Yang menarik, kelompok Farisi percaya bahwa taat dengan ketelitian pada hukum-hukum Allah adalah tugas setiap orang Yahudi, dan mereka tidak hanya menaati perintah yang diidentifikasikan oleh para rabi dari hukum Taurat, tetapi juga sejumlah tradisi lisan tambahan yang diturunkan dari generasi ke generasi dan terus mengembangkan peraturan-peraturan yang ada di masa lalu untuk diterapkan pada masa kini. Hal-hal ini dikenal sebagai “adat istiadat nenek moyang” (Mrk. 7:3-5) atau Halakah (bahasa Ibrani untuk “berjalan”). Sekalipun sering dicela sebagai orang munafik yang hanya memperhatikan hal-hal lahiriah, penekanan terhadap kesu cian dan ketaatan bukanlah tujuan akhir. Menurut mereka, hal-hal itu diperlukan guna menjaga identitas bangsa Israel dan merupakan satu-satunya cara mempersiapkan jalan bagi kedatangan Mesias yang akan membebaskan bangsa Israel. “…Wes kurang opo mereka ini?
Rm. Driyarkara, SJ mengatakan tentang pendidikan: mesti “Memanusiakan Manusia Muda”. Rm. Driyarkara mau mengatakan bahwa pendidikan adalah proses kesadaran menjadi manusia. Atau dalam arti luas semakin orang berpendidikan semakin menyadari menjadi manusia dan manusiawi. Inilah juga mau dikatakan Yesus dalam perikop di atas. Yesus mau mengatakan identitas (being) (entah) karena pendidikan, status dan jabatan, mesti menjadi semakin manusiawi (doing); manusiawi. Menjadi manusiawi itu sederhana menurut saya; mempunyai kesadaran bahwa aku hidup bersama dengan orang lain dan semesta ini. Bukan sebaliknya; seperti orang Farisi. Mereka khatam hukum Taurat tapi kelakuan minus. Kelakukan mereka sering membuat orang lain menderita dan tidak dimanusiakan. Mereka lebih menjadi batu sandungan dan mengancam keberadaannya untuk masyarakat pada saat itu.

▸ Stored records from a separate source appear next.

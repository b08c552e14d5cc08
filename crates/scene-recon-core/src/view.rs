//! Input views and RGB pixel grids.

use anyhow::{Result, ensure};
use serde::{Deserialize, Serialize};

use crate::Grid;

/// One 8-bit RGB pixel.
pub type Rgb = [u8; 3];

/// A dense RGB image in row-major order.
pub type RgbGrid = Grid<Rgb>;

impl RgbGrid {
    /// Copy pixels out of an `image` crate buffer.
    pub fn from_rgb_image(img: &image::RgbImage) -> Self {
        let (w, h) = img.dimensions();
        Grid::from_fn(w as usize, h as usize, |x, y| {
            img.get_pixel(x as u32, y as u32).0
        })
    }

    /// Copy pixels into an `image` crate buffer.
    pub fn to_rgb_image(&self) -> image::RgbImage {
        let mut out = image::RgbImage::new(self.width() as u32, self.height() as u32);
        for (x, y, px) in self.enumerate() {
            out.put_pixel(x as u32, y as u32, image::Rgb(*px));
        }
        out
    }
}

/// A loaded input image.
///
/// Views are immutable once loaded; `index` is the view's position in the
/// resolved view list and is what [`Pair`](crate::Pair) refers to.
#[derive(Debug, Clone, Serialize, Deserialize)]
pub struct View {
    pub index: usize,
    /// Display name (usually the source file name), used as the pose JSON key.
    pub name: String,
    pub image: RgbGrid,
}

impl View {
    pub fn new(index: usize, name: impl Into<String>, image: RgbGrid) -> Self {
        Self {
            index,
            name: name.into(),
            image,
        }
    }

    /// `(width, height)` of the image.
    pub fn size(&self) -> (usize, usize) {
        self.image.size()
    }
}

/// Check that views are indexed `0..n` in order and non-empty.
///
/// # Errors
///
/// Returns an error if the list is empty, an index is out of place, or an
/// image has zero area.
pub fn validate_views(views: &[View]) -> Result<()> {
    ensure!(!views.is_empty(), "need at least one view");
    for (i, view) in views.iter().enumerate() {
        ensure!(
            view.index == i,
            "view {} ({}) has index {}",
            i,
            view.name,
            view.index
        );
        ensure!(!view.image.is_empty(), "view {} ({}) has an empty image", i, view.name);
    }
    Ok(())
}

Being dan Doing, menurut saya mengajak kita pada keutamaan sikap sebagai orang Kristen, seperti bagian akhir dari perikop Minggu ini. “…janganlah pula kamu disebut pemimpin, karena hanya satu pemimpinmu, yaitu Kristus. Siapa pun yang terbesar di antara kamu, hendaklah ia menjadi pelayanmu. Barangsiapa meninggikan diri akan direndahkan dan barang siapa merendahkan diri akan ditinggikan.” Identitas sebagai pengikut Kristus khan sudah jelas yo. Yo wes tinggal doing-doing wae.
Akhirnya, Yesus mengajak kita untuk tidak “terperosok” seperti Ahli Taurat dan orang Farisi. Orang yang paham tentang liturgi (ekaristi), membaca kitab suci, dekat dengan Imam, aktifis Gereja tapi kelakukan malah (semakin) melukai orang lain, menjadi batu sandungan, mengancam dan tidak peduli terhadap sesama. Kita bukan orang Farisi khan? Hehehehe ....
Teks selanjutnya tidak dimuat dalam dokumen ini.